Handball DHB-Pokal
Kronau Östringen und Hamburg im Pokal-Finale

Im Finale des DHB-Pokals treffen die SG Kronau/Östringen und der HSV Hamburg aufeinander. Die SG besiegte zuvor überraschend Meister THW Kiel, der HSV setzte sich gegen den SC Magdeburg durch.

Die SG Kronau/Östringen hat für eine große Handball-Überraschung gesorgt. Im DHB-Pokal schaltete die SG den deutschen Handball-Meister THW Kiel aus und steht somit erstmals in der Vereinsgeschichte im Finale des Wettbewerbs. Die Bayern besiegten den Bundesliga-Tabellenführer im Halbfinale des Final-Four mit 33:31 (15:14) und treffen im Endspiel am Sonntag (14.15 Uhr/live auf N3) auf den HSV Hamburg. Die Hanseaten hatten sich zuvor mit 31:30 (16:13) gegen den zweimaligen Cupgewinner SC Magdeburg durchgesetzt.

Gegen den Pokal-Schreck aus Bayern, der im Viertelfinale schon den VfL Gummersbach ausgeschaltet hatte, blamierte sich der THW bis auf die Knochen. Nachdem der haushohe Favorit schon in der ersten Halbzeit fast durchgehend einem Rückstand hinterhergelaufen war, konnte auch eine vorübergehende Leistungssteigerung nach der Pause den Schleswig-Holsteinern nicht den Sieg bescheren. Obwohl der dreimalige Pokalsieger (1998, 1999, 2000) in den ersten zehn Minuten nach dem Seitenwechsel einen 14:15-Rückstand in eine 22:17-Führung (39. Minute) umwandelte, blieb die Partie bis zum Schluss spannend.
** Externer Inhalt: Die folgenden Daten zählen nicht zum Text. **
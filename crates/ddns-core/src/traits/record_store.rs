// # Record Store Trait
//
// Defines the interface to the DNS provider's record table.
//
// ## Implementations
//
// - DreamHost command API: `ddns-provider-dreamhost` crate
//
// ## Usage
//
// ```rust,ignore
// use ddns_core::{NewRecord, RecordStore};
//
// #[tokio::main]
// async fn main() -> anyhow::Result<()> {
//     let store = /* RecordStore implementation */;
//
//     let records = store.list_records().await?;
//     if let Some(old) = records.iter().find(|r| r.matches("home.example.com", "A")) {
//         store.remove_record(old).await?;
//         store.add_record(&NewRecord::new("home.example.com", "1.2.3.4")).await?;
//     }
//
//     Ok(())
// }
// ```

use crate::record::{DnsRecord, NewRecord};
use async_trait::async_trait;

/// Trait for provider record tables
///
/// # Trust Level: Untrusted
///
/// ## Allowed Capabilities
/// - ✅ Perform HTTP/HTTPS API calls to their endpoint only
/// - ✅ Parse provider-specific responses
/// - ✅ Return success or failure
///
/// ## Forbidden Capabilities
/// - ❌ Implement retry logic or backoff
/// - ❌ Decide whether an update is needed (owned by `DdnsEngine`)
/// - ❌ Cache records beyond a single request
///
/// ## No Atomic Replace
///
/// Providers behind this trait expose only remove and add. Neither call is
/// idempotent at the provider (adding an existing record may duplicate it),
/// so callers must not issue redundant mutations.
#[async_trait]
pub trait RecordStore: Send + Sync {
    /// Fetch every record the account holds
    ///
    /// # Returns
    ///
    /// - `Ok(Vec<DnsRecord>)`: Records in provider order
    /// - `Err(Error::Network)`: Transport failure or non-success status
    /// - `Err(Error::Provider)`: The response lacks the success marker
    async fn list_records(&self) -> Result<Vec<DnsRecord>, crate::Error>;

    /// Remove the record identified by its name, type and value
    async fn remove_record(&self, record: &DnsRecord) -> Result<(), crate::Error>;

    /// Add a new record
    async fn add_record(&self, record: &NewRecord) -> Result<(), crate::Error>;

    /// Get the provider name (for logging/debugging)
    fn provider_name(&self) -> &'static str;
}
//! Error types for the DDNS system
//!
//! This module defines all error types used throughout the crate.

use thiserror::Error;

/// Result type alias for DDNS operations
pub type Result<T> = std::result::Result<T, Error>;

/// Core error type for the DDNS system
#[derive(Error, Debug, Clone, PartialEq, Eq)]
pub enum Error {
    /// Transport failure or non-success HTTP status
    #[error("Network error: {0}")]
    Network(String),

    /// The provider answered, but not with its success marker
    #[error("Provider error ({provider}): {message}")]
    Provider {
        /// Provider name
        provider: String,
        /// Error text as returned by the provider
        message: String,
    },

    /// Resolved IP text is not a usable IP address
    #[error("Invalid IP address: {0}")]
    InvalidAddress(String),

    /// Configuration errors
    #[error("Configuration error: {0}")]
    Config(String),

    /// Invalid input
    #[error("Invalid input: {0}")]
    InvalidInput(String),

    /// Generic error with context
    #[error("{0}")]
    Other(String),
}

impl Error {
    /// Create a network error
    pub fn network(msg: impl Into<String>) -> Self {
        Self::Network(msg.into())
    }

    /// Create a provider-specific error
    pub fn provider(provider: impl Into<String>, message: impl Into<String>) -> Self {
        Self::Provider {
            provider: provider.into(),
            message: message.into(),
        }
    }

    /// Create an invalid address error
    pub fn invalid_address(msg: impl Into<String>) -> Self {
        Self::InvalidAddress(msg.into())
    }

    /// Create a configuration error
    pub fn config(msg: impl Into<String>) -> Self {
        Self::Config(msg.into())
    }

    /// Create an invalid input error
    pub fn invalid_input(msg: impl Into<String>) -> Self {
        Self::InvalidInput(msg.into())
    }
}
Denn selbst danach war der Widerstand der Kronauer noch nicht gebrochen. Fünf Minuten vor Spielende gingen die Süddeutschen beim 30:29 wieder in Führung und behaupteten den Vorsprung auch in der dramatischen Schlussphase. Erfolgreichster Torschütze bei den Kielern war Stefan Lövgren, der sieben Treffer erzielte. Bei Kronau/Östringen ragte Mariusz Jurasik mit elf Toren heraus.
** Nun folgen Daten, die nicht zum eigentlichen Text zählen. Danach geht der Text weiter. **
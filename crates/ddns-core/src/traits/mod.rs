//! Core traits for the DDNS system
//!
//! This module defines the abstract interfaces that all implementations must follow.
//!
//! - [`IpSource`]: Resolve the current public IP
//! - [`RecordStore`]: List, remove and add provider records

pub mod ip_source;
pub mod record_store;

pub use ip_source::IpSource;
pub use record_store::RecordStore;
Zuvor hatten die Hamburger den Heimvorteil in der mit 13 000 Zuschauern ausverkauften Color Line Arena genutzt und sich zum zweiten Mal nach 2004 die Finalteilnahme gesichert. 45 Minuten lang war der HSV dabei das klar bessere Team, während die Magdeburger die Partie erst in der Schlussphase noch einmal spannend machten. Beim 11:7 nach 20 Minuten lagen die Norddeutschen erstmals mit vier Treffern in Front und retteten trotz einer kurzen Schwächephase, in der der SCM einmal kurzzeitig in Führung ging (12:11), einen Drei-Tore-Vorsprung in die Halbzeitpause.

Die Mannschaft von Trainer Martin Schwalb zog dank ihres glänzenden Spiels am Kreis nach dem Seitenwechsel weiter davon und sah durch eine Sechs-Tore-Führung Mitte der zweiten Hälfte schon wie der sichere Sieger aus, ehe es die Magdeburger mit ihrer Schlussoffensive noch einmal spannend machten. Linksaußen Stefan Kretzschmar sah in dieser Phase nach einem Foul an Roman Pungartnik die Rote Karte. Bester Werfer auf Seiten des HSV war Pungartnik mit sieben Treffern. Bei den Bördeländern traf Christoph Theuerkauf mit zehn Toren am häufigsten.